The Stolen Child

The fire crackled and embers popped, floating up in the darkness. I pictured him snug in his bed with his woman, and the thought reminded me of Speck. I trudged back to my burrow, trying to find comfort in the hard ground.

In my sleep, I climbed a staircase of a thousand steps carved into the side of a mountain. The dizzy view below took my breath away, and my heart hammered against my bones. Only blue skies and a few more steps lay in front of me. I labored on and reached the top, and the stairs continued down the other side of the mountain, impossibly steep, even more frightening than the way up. Paralyzed, I could not go back and could not go on. From the side, from nowhere, Speck appeared, joining me on the summit. She had been transformed. Her eyes sparked with life; she grinned at me as if no time had passed.

“Shall we roll down the hill together? Like Jack and Jill?”

I could not say a word. If I moved, blinked, opened my mouth, she would disappear and I would fall.

“It isn’t as difficult or dangerous as it appears.”

She wrapped me in her arms and, next thing, we were safe at the bottom. The dreamscape shifts when she closes her eyes, and I fall deep into a well. I sit alone waiting for something to happen above my head. A door opens, light floods the space. I look up to find Henry Day looking down at me. At first he appears as my father, and then becomes himself. He shouts at me and shakes his fist. The door slams shut, erasing the light. From beneath my feet, the well begins to fill with water flowing in like a river. I kick in panic and realize a strong gossamer rope binds my limbs. Rising to my chest, to my chin, the waters wash over me, and I am under. Unable to hold my breath any longer, I open my mouth and fill my lungs.
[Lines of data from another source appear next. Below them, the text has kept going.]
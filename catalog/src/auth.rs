//! Sessions, the admin flag, and the sign-in / sign-up form rules.
//!
//! SYSTEM CONTEXT
//! ==============
//! The session is an explicit value (`SessionState`) handed to pages and to
//! the store constructors; nothing here reads global state. The admin flag
//! is derived from a `user_roles` row rather than trusted from the client.

#[cfg(test)]
#[path = "auth_test.rs"]
mod auth_test;

use async_trait::async_trait;
use serde::{Deserialize, Serialize};

use crate::query::{Select, Table};
use crate::store::{StoreError, TableStore};

pub const MIN_PASSWORD_LEN: usize = 6;
pub const ADMIN_ROLE: &str = "admin";

/// Identity reported by the auth provider.
#[derive(Clone, Debug, PartialEq, Eq, Serialize, Deserialize)]
pub struct AuthUser {
    pub id: String,
    #[serde(default)]
    pub email: Option<String>,
    #[serde(default)]
    pub display_name: Option<String>,
}

/// An authenticated session.
#[derive(Clone, Debug, PartialEq, Eq, Serialize, Deserialize)]
pub struct Session {
    pub user: AuthUser,
    pub access_token: String,
    /// Re-derived from `user_roles` whenever a session is established.
    #[serde(default)]
    pub is_admin: bool,
}

/// Current session as seen by the UI.
#[derive(Clone, Debug, Default, PartialEq, Eq)]
pub struct SessionState {
    pub session: Option<Session>,
    /// True until the stored session has been restored and checked.
    pub loading: bool,
}

impl SessionState {
    /// Initial state before the browser has restored any session.
    #[must_use]
    pub fn restoring() -> Self {
        Self { session: None, loading: true }
    }

    #[must_use]
    pub fn signed_in(session: Session) -> Self {
        Self { session: Some(session), loading: false }
    }

    #[must_use]
    pub fn signed_out() -> Self {
        Self { session: None, loading: false }
    }

    #[must_use]
    pub fn user(&self) -> Option<&AuthUser> {
        self.session.as_ref().map(|s| &s.user)
    }

    #[must_use]
    pub fn is_admin(&self) -> bool {
        self.session.as_ref().is_some_and(|s| s.is_admin)
    }

    #[must_use]
    pub fn access_token(&self) -> Option<&str> {
        self.session.as_ref().map(|s| s.access_token.as_str())
    }
}

/// Access decision for the admin route.
#[derive(Clone, Copy, Debug, PartialEq, Eq)]
pub enum AdminGate {
    /// Session still loading; render nothing.
    Pending,
    Granted,
    /// Not signed in or not an admin; send home.
    Redirect,
}

#[must_use]
pub fn admin_gate(state: &SessionState) -> AdminGate {
    if state.loading {
        AdminGate::Pending
    } else if state.is_admin() {
        AdminGate::Granted
    } else {
        AdminGate::Redirect
    }
}

#[must_use]
pub fn admin_role_query(user_id: &str) -> Select {
    Select::from_table(Table::UserRoles)
        .columns(&["role"])
        .eq("user_id", user_id)
        .eq("role", ADMIN_ROLE)
}

/// Whether `user_id` holds the admin role.
///
/// # Errors
///
/// Propagates store errors; callers treat them as "not admin".
pub async fn resolve_admin<S: TableStore + ?Sized>(store: &S, user_id: &str) -> Result<bool, StoreError> {
    Ok(!store.select(&admin_role_query(user_id)).await?.is_empty())
}

/// Error reported by an [`AuthProvider`].
#[derive(Debug, Clone, PartialEq, Eq, thiserror::Error)]
pub enum AuthError {
    /// Provider rejected the request; carries its message unchanged.
    #[error("{0}")]
    Provider(String),
    #[error("network error: {0}")]
    Transport(String),
    #[error("authentication service unavailable")]
    Unavailable,
}

/// Hosted authentication service.
#[async_trait(?Send)]
pub trait AuthProvider {
    async fn sign_in(&self, email: &str, password: &str) -> Result<Session, AuthError>;

    /// Register a new account. Success means a confirmation email is pending;
    /// no session is issued.
    async fn sign_up(&self, email: &str, password: &str, display_name: &str) -> Result<(), AuthError>;

    /// Terminate `session` with the provider. Failures are ignored.
    async fn sign_out(&self, session: &Session);
}

/// Which half of the shared auth form is showing.
#[derive(Clone, Copy, Debug, Default, PartialEq, Eq)]
pub enum AuthMode {
    #[default]
    SignIn,
    SignUp,
}

impl AuthMode {
    #[must_use]
    pub fn toggled(self) -> Self {
        match self {
            Self::SignIn => Self::SignUp,
            Self::SignUp => Self::SignIn,
        }
    }

    #[must_use]
    pub fn title(self) -> &'static str {
        match self {
            Self::SignIn => "Welcome Back",
            Self::SignUp => "Create Account",
        }
    }

    #[must_use]
    pub fn subtitle(self) -> &'static str {
        match self {
            Self::SignIn => "Sign in to access test series",
            Self::SignUp => "Sign up to get started",
        }
    }

    #[must_use]
    pub fn submit_label(self) -> &'static str {
        match self {
            Self::SignIn => "Sign In",
            Self::SignUp => "Sign Up",
        }
    }

    /// Prompt and link text for switching to the other mode.
    #[must_use]
    pub fn switch_prompt(self) -> (&'static str, &'static str) {
        match self {
            Self::SignIn => ("Don't have an account?", "Sign Up"),
            Self::SignUp => ("Already have an account?", "Sign In"),
        }
    }
}

#[derive(Debug, Clone, Copy, PartialEq, Eq, thiserror::Error)]
pub enum AuthFormError {
    #[error("Enter your email")]
    MissingEmail,
    #[error("Password must be at least 6 characters")]
    PasswordTooShort,
    #[error("Enter your full name")]
    MissingDisplayName,
}

/// Validated auth form submission.
#[derive(Clone, Debug, PartialEq, Eq)]
pub enum Credentials {
    SignIn { email: String, password: String },
    SignUp { email: String, password: String, display_name: String },
}

/// Shared sign-in / sign-up form.
#[derive(Clone, Debug, Default, PartialEq, Eq)]
pub struct AuthForm {
    pub mode: AuthMode,
    pub email: String,
    pub password: String,
    pub display_name: String,
}

impl AuthForm {
    /// # Errors
    ///
    /// The first failing field check; the display name is only checked in
    /// sign-up mode.
    pub fn validate(&self) -> Result<Credentials, AuthFormError> {
        let email = self.email.trim();
        if email.is_empty() {
            return Err(AuthFormError::MissingEmail);
        }
        if self.password.chars().count() < MIN_PASSWORD_LEN {
            return Err(AuthFormError::PasswordTooShort);
        }
        match self.mode {
            AuthMode::SignIn => Ok(Credentials::SignIn { email: email.to_owned(), password: self.password.clone() }),
            AuthMode::SignUp => {
                let display_name = self.display_name.trim();
                if display_name.is_empty() {
                    return Err(AuthFormError::MissingDisplayName);
                }
                Ok(Credentials::SignUp {
                    email: email.to_owned(),
                    password: self.password.clone(),
                    display_name: display_name.to_owned(),
                })
            }
        }
    }
}

/// Result of a successful auth form submission.
#[derive(Clone, Debug, PartialEq, Eq)]
pub enum AuthOutcome {
    /// Navigate home with this session.
    SignedIn(Session),
    /// Account created; stay on the form until the email is confirmed.
    ConfirmationPending,
}

impl AuthOutcome {
    #[must_use]
    pub fn message(&self) -> &'static str {
        match self {
            Self::SignedIn(_) => "Logged in successfully!",
            Self::ConfirmationPending => "Check your email to confirm your account!",
        }
    }
}

/// Send validated credentials to `provider`.
///
/// # Errors
///
/// The provider's error, unchanged.
pub async fn submit<P: AuthProvider + ?Sized>(provider: &P, credentials: &Credentials) -> Result<AuthOutcome, AuthError> {
    match credentials {
        Credentials::SignIn { email, password } => provider.sign_in(email, password).await.map(AuthOutcome::SignedIn),
        Credentials::SignUp { email, password, display_name } => provider
            .sign_up(email, password, display_name)
            .await
            .map(|()| AuthOutcome::ConfirmationPending),
    }
}
//! Client route paths.

pub const HOME: &str = "/";
pub const AUTH: &str = "/auth";
pub const ADMIN: &str = "/admin";

/// Route parameter carrying the course id.
pub const COURSE_ID_PARAM: &str = "courseId";

#[must_use]
pub fn course_test_series(course_id: &str) -> String {
    format!("/course/{course_id}/test-series")
}

#[must_use]
pub fn course_syllabus(course_id: &str) -> String {
    format!("/course/{course_id}/syllabus")
}
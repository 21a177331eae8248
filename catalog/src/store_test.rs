use super::*;
use crate::course::{Course, CourseIcon, NewCourse};
use crate::memory::MemoryStore;
use futures::executor::block_on;
use serde_json::json;

#[test]
fn fetch_single_reports_not_found_for_zero_rows() {
    let store = MemoryStore::new();
    let query = Select::from_table(Table::Courses).eq("id", "nope");
    let err = block_on(fetch_single::<Course, _>(&store, &query)).unwrap_err();
    assert!(err.is_not_found());
}

#[test]
fn fetch_single_rejects_multiple_rows() {
    let store = MemoryStore::new();
    store.seed(Table::Courses, json!({ "title": "Same" }));
    store.seed(Table::Courses, json!({ "title": "Same" }));
    let query = Select::from_table(Table::Courses).eq("title", "Same");
    let err = block_on(fetch_single::<Course, _>(&store, &query)).unwrap_err();
    assert_eq!(err, StoreError::MultipleRows(2));
}

#[test]
fn fetch_single_decodes_one_row() {
    let store = MemoryStore::new();
    let id = store.seed(Table::Courses, json!({ "title": "CA Final", "icon": "Trophy" }));
    let query = Select::from_table(Table::Courses).eq("id", id.as_str());
    let course: Course = block_on(fetch_single(&store, &query)).unwrap();
    assert_eq!(course.id, id);
    assert_eq!(course.icon, CourseIcon::Trophy);
}

#[test]
fn fetch_rows_reports_decode_errors_with_table() {
    let store = MemoryStore::new();
    store.seed(Table::Courses, json!({ "description": "no title" }));
    let err = block_on(fetch_rows::<Course, _>(&store, &Select::from_table(Table::Courses))).unwrap_err();
    assert!(matches!(err, StoreError::Decode { table: Table::Courses, .. }));
}

#[test]
fn insert_record_serializes_payload() {
    let store = MemoryStore::new();
    let record = NewCourse { title: "Foundation".to_owned(), description: None, icon: CourseIcon::Users };
    let id = block_on(insert_record(&store, Table::Courses, &record)).unwrap();

    let rows = block_on(store.select(&Select::from_table(Table::Courses))).unwrap();
    assert_eq!(rows[0]["id"], json!(id));
    assert_eq!(rows[0]["icon"], json!("Users"));
    assert_eq!(rows[0]["description"], serde_json::Value::Null);
}

#[test]
fn service_error_displays_verbatim() {
    let err = StoreError::Service("duplicate key value violates unique constraint".to_owned());
    assert_eq!(err.to_string(), "duplicate key value violates unique constraint");
}
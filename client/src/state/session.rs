//! Browser session lifecycle: restore, establish, sign out.
//!
//! SYSTEM CONTEXT
//! ==============
//! The session lives in a `RwSignal<SessionState>` context and is mirrored to
//! `localStorage` so a reload keeps the user signed in. The admin flag is
//! never trusted from storage; it is re-derived from `user_roles` each time a
//! session is restored or established.

#[cfg(test)]
#[path = "session_test.rs"]
mod session_test;

use catalog::auth::{Session, SessionState, resolve_admin};
use catalog::store::{StoreError, TableStore};
use leptos::prelude::*;

pub const STORAGE_KEY: &str = "exam-portal.session";

/// Attach the admin flag to a freshly signed-in session.
///
/// A failed role lookup leaves the user signed in without admin access.
pub async fn with_admin_flag<S: TableStore + ?Sized>(store: &S, mut session: Session) -> Session {
    session.is_admin = match resolve_admin(store, &session.user.id).await {
        Ok(is_admin) => is_admin,
        Err(e) => {
            #[cfg(feature = "hydrate")]
            log::warn!("admin role lookup failed: {e}");
            #[cfg(not(feature = "hydrate"))]
            let _ = e;
            false
        }
    };
    session
}

/// State for a session read back from storage.
///
/// A backend rejection (typically an expired token) discards the stored
/// session; transport failures keep it without admin access.
pub async fn restored_state<S: TableStore + ?Sized>(store: &S, mut session: Session) -> SessionState {
    match resolve_admin(store, &session.user.id).await {
        Ok(is_admin) => {
            session.is_admin = is_admin;
            SessionState::signed_in(session)
        }
        Err(StoreError::Service(message)) => {
            #[cfg(feature = "hydrate")]
            log::warn!("stored session rejected: {message}");
            #[cfg(not(feature = "hydrate"))]
            let _ = message;
            SessionState::signed_out()
        }
        Err(_) => {
            session.is_admin = false;
            SessionState::signed_in(session)
        }
    }
}

/// Restore the persisted session into `state`, then clear `loading`.
///
/// On the server this is a no-op so SSR renders the loading state.
pub fn restore(state: RwSignal<SessionState>) {
    #[cfg(feature = "hydrate")]
    leptos::task::spawn_local(async move {
        let Some(stored) = crate::util::storage::load_json::<Session>(STORAGE_KEY) else {
            state.set(SessionState::signed_out());
            return;
        };
        let store = crate::net::rest::RestStore::for_session(&SessionState::signed_in(stored.clone()));
        let restored = restored_state(&store, stored).await;
        persist(&restored);
        state.set(restored);
    });
    #[cfg(not(feature = "hydrate"))]
    let _ = state;
}

/// Install a newly signed-in session.
pub async fn establish(state: RwSignal<SessionState>, session: Session) {
    let store = crate::net::rest::RestStore::for_session(&SessionState::signed_in(session.clone()));
    let session = with_admin_flag(&store, session).await;
    let next = SessionState::signed_in(session);
    persist(&next);
    state.set(next);
}

/// End the session with the provider and forget it locally.
pub async fn sign_out(state: RwSignal<SessionState>) {
    let current = state.get_untracked().session;
    state.set(SessionState::signed_out());
    crate::util::storage::remove(STORAGE_KEY);
    if let Some(session) = current {
        use catalog::auth::AuthProvider as _;
        crate::net::auth::AuthClient.sign_out(&session).await;
    }
}

fn persist(state: &SessionState) {
    match &state.session {
        Some(session) => crate::util::storage::save_json(STORAGE_KEY, session),
        None => crate::util::storage::remove(STORAGE_KEY),
    }
}
#[component]
fn DeleteButton(on_click: Callback<String>, id: String) -> impl IntoView {
    view! {
        <button
            class="btn btn--ghost admin-row__delete"
            title="Delete"
            aria-label="Delete"
            on:click=move |_| on_click.run(id.clone())
        >
            "✕"
        </button>
    }
}
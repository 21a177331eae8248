//! Home page: hero banner and the course grid.

use catalog::Course;
use catalog::auth::SessionState;
use leptos::prelude::*;

use crate::components::course_card::CourseCard;
use crate::components::navbar::Navbar;
use crate::state::notice::NoticeState;
use crate::util::epoch::RequestEpoch;

#[component]
pub fn HomePage() -> impl IntoView {
    let session = expect_context::<RwSignal<SessionState>>();
    let notices = expect_context::<RwSignal<NoticeState>>();
    let courses = RwSignal::new(Vec::<Course>::new());
    let loading = RwSignal::new(true);

    let epoch = RequestEpoch::default();
    let epoch_cleanup = epoch.clone();
    on_cleanup(move || epoch_cleanup.close());

    // One read per mount, once the stored session has been restored.
    let ready = Memo::new(move |_| !session.get().loading);
    Effect::new(move || {
        if !ready.get() {
            return;
        }
        let ticket = epoch.begin();
        #[cfg(feature = "hydrate")]
        {
            let epoch = epoch.clone();
            let store = crate::net::rest::RestStore::for_session(&session.get_untracked());
            leptos::task::spawn_local(async move {
                let result = catalog::listing::load_courses(&store).await;
                if !epoch.is_current(ticket) {
                    return;
                }
                match result {
                    Ok(items) => courses.set(items),
                    Err(e) => crate::state::notice::notify_error(notices, e.to_string()),
                }
                loading.set(false);
            });
        }
        #[cfg(not(feature = "hydrate"))]
        let _ = (ticket, notices);
    });

    view! {
        <div class="page">
            <Navbar/>
            <section class="hero">
                <h1 class="hero__title">"Our Test Series"</h1>
                <p class="hero__subtitle">"Select a course"</p>
            </section>
            <section class="page__content">
                <Show when=move || !loading.get() fallback=|| view! { <div class="spinner" aria-label="Loading"></div> }>
                    <Show
                        when=move || !courses.with(Vec::is_empty)
                        fallback=|| view! { <p class="empty-state">"No courses available yet."</p> }
                    >
                        <div class="course-grid">
                            <For
                                each=move || courses.get()
                                key=|course| course.id.clone()
                                children=|course| view! { <CourseCard course=course/> }
                            />
                        </div>
                    </Show>
                </Show>
            </section>
        </div>
    }
}
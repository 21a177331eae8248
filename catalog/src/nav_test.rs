use super::*;
use crate::auth::AuthUser;

fn session(is_admin: bool) -> Session {
    Session {
        user: AuthUser { id: "u1".to_owned(), email: None, display_name: None },
        access_token: "t".to_owned(),
        is_admin,
    }
}

#[test]
fn anonymous_sees_only_sign_in() {
    assert_eq!(nav_items(None), vec![NavItem::SignIn]);
    assert_eq!(NavItem::SignIn.href(), Some("/auth"));
}

#[test]
fn signed_in_user_sees_sign_out_only() {
    assert_eq!(nav_items(Some(&session(false))), vec![NavItem::SignOut]);
}

#[test]
fn admin_sees_admin_link_and_sign_out() {
    assert_eq!(nav_items(Some(&session(true))), vec![NavItem::Admin, NavItem::SignOut]);
    assert_eq!(NavItem::Admin.href(), Some("/admin"));
    assert_eq!(NavItem::SignOut.href(), None);
}
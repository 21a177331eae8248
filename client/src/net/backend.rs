//! Backend coordinates, fetched once from our server's `/api/config`.

#[cfg(test)]
#[path = "backend_test.rs"]
mod backend_test;

use catalog::config::BackendConfig;
use catalog::store::StoreError;

pub const CONFIG_ENDPOINT: &str = "/api/config";

#[cfg(feature = "hydrate")]
thread_local! {
    static CACHED: std::cell::RefCell<Option<BackendConfig>> = const { std::cell::RefCell::new(None) };
}

#[cfg(any(test, feature = "hydrate"))]
fn config_failed_message(status: u16) -> String {
    format!("backend config request failed: {status}")
}

/// Resolve the backend coordinates, caching them for the page lifetime.
///
/// # Errors
///
/// Transport or status errors from `/api/config`; `Unavailable` outside the browser.
pub async fn backend_config() -> Result<BackendConfig, StoreError> {
    #[cfg(feature = "hydrate")]
    {
        if let Some(config) = CACHED.with(|cached| cached.borrow().clone()) {
            return Ok(config);
        }
        let resp = gloo_net::http::Request::get(CONFIG_ENDPOINT)
            .send()
            .await
            .map_err(|e| StoreError::Transport(e.to_string()))?;
        if !resp.ok() {
            return Err(StoreError::Service(config_failed_message(resp.status())));
        }
        let config: BackendConfig = resp.json().await.map_err(|e| StoreError::Transport(e.to_string()))?;
        CACHED.with(|cached| *cached.borrow_mut() = Some(config.clone()));
        Ok(config)
    }
    #[cfg(not(feature = "hydrate"))]
    {
        Err(StoreError::Unavailable)
    }
}
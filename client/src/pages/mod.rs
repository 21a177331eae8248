//! Page modules for route-level screens.
//!
//! ARCHITECTURE
//! ============
//! Each page owns its route-scoped loading and form state and delegates
//! rendering details to `components`. Data flows through `catalog`
//! operations over a `RestStore` built from the current session.

pub mod admin;
pub mod auth;
pub mod home;
pub mod syllabus;
pub mod test_series;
I woke gasping for breath. A few seconds passed before the stars came into view, the reaching branches, the lips of my burrow an inch or two above my face. Throwing off the blanket, I rose and stepped out of that space onto the surface. Everyone else was asleep in their dens. Where the fire had been, a faint orange glow was visible beneath the black kindling. The starlit woods were so quiet that I could hear the steady breathing of the few faeries left in this place. The chilly air robbed me of my bed-warmth, and a film of nervous perspiration dried and evaporated off my skin. How long I stood still, I do not know, but I half expected someone to materialize from the darkness either to take me or to embrace me.



I went back to work on my book, stuck mid sentence at the point where Igel is about to switch with little Oscar Love. During my first visit beneath the library, I re-read the pages in light of what we had discovered about Henry Day, and all that had been revealed to me through the other clan members about my former life and circumstances. Needless to say, my first story reeked of false impressions. I gathered my papers and the error-riddled manuscript and thought through the problem. In my original version, I had assumed that my parents lived still and that they had spent their lives missing their only son. Of the few chance encounters with my natural father, only one could possibly be true. And, of course, the first story had been written with no real knowledge of the fraud and imposter who had taken my place.

We started watching him again and found a troubled man. He carried on conversations with himself, his lips mouthing a violent argument. Ages ago, he’d had a number of other friends as well, but as his strangeness increased, they vanished from the story. Henry spent most of his time locked away in a room, reading books or playing a booming organ, scrawling notes on lined paper. His wife lived in the margins, working on her home, every day driving away and returning hours later. Onions thought that a telltale unhappiness weighed heavily on the woman’s mind, for when she was alone, she often stared into the distance, as if to extract from the air the answer to her unuttered questions. The boy, Edward, was ideal for the change, alone and distanced from the rise and fall of life, caught up in his own thoughts, and wandering through his parents’ house as if looking for a friend.

Waking in the middle of a full-moon night, I overheard Béka and Onions whispering about the boy. Cozy in their den, they expected a degree of privacy, but their conspiracy hummed along the ground like the faraway sound of an approaching train.

“Do you think we’d be able to, ourselves alone?” Onions asked.

“If we can catch him at the right moment. Perhaps when the father is distracted or drowning out every known sound on that infernal organ.”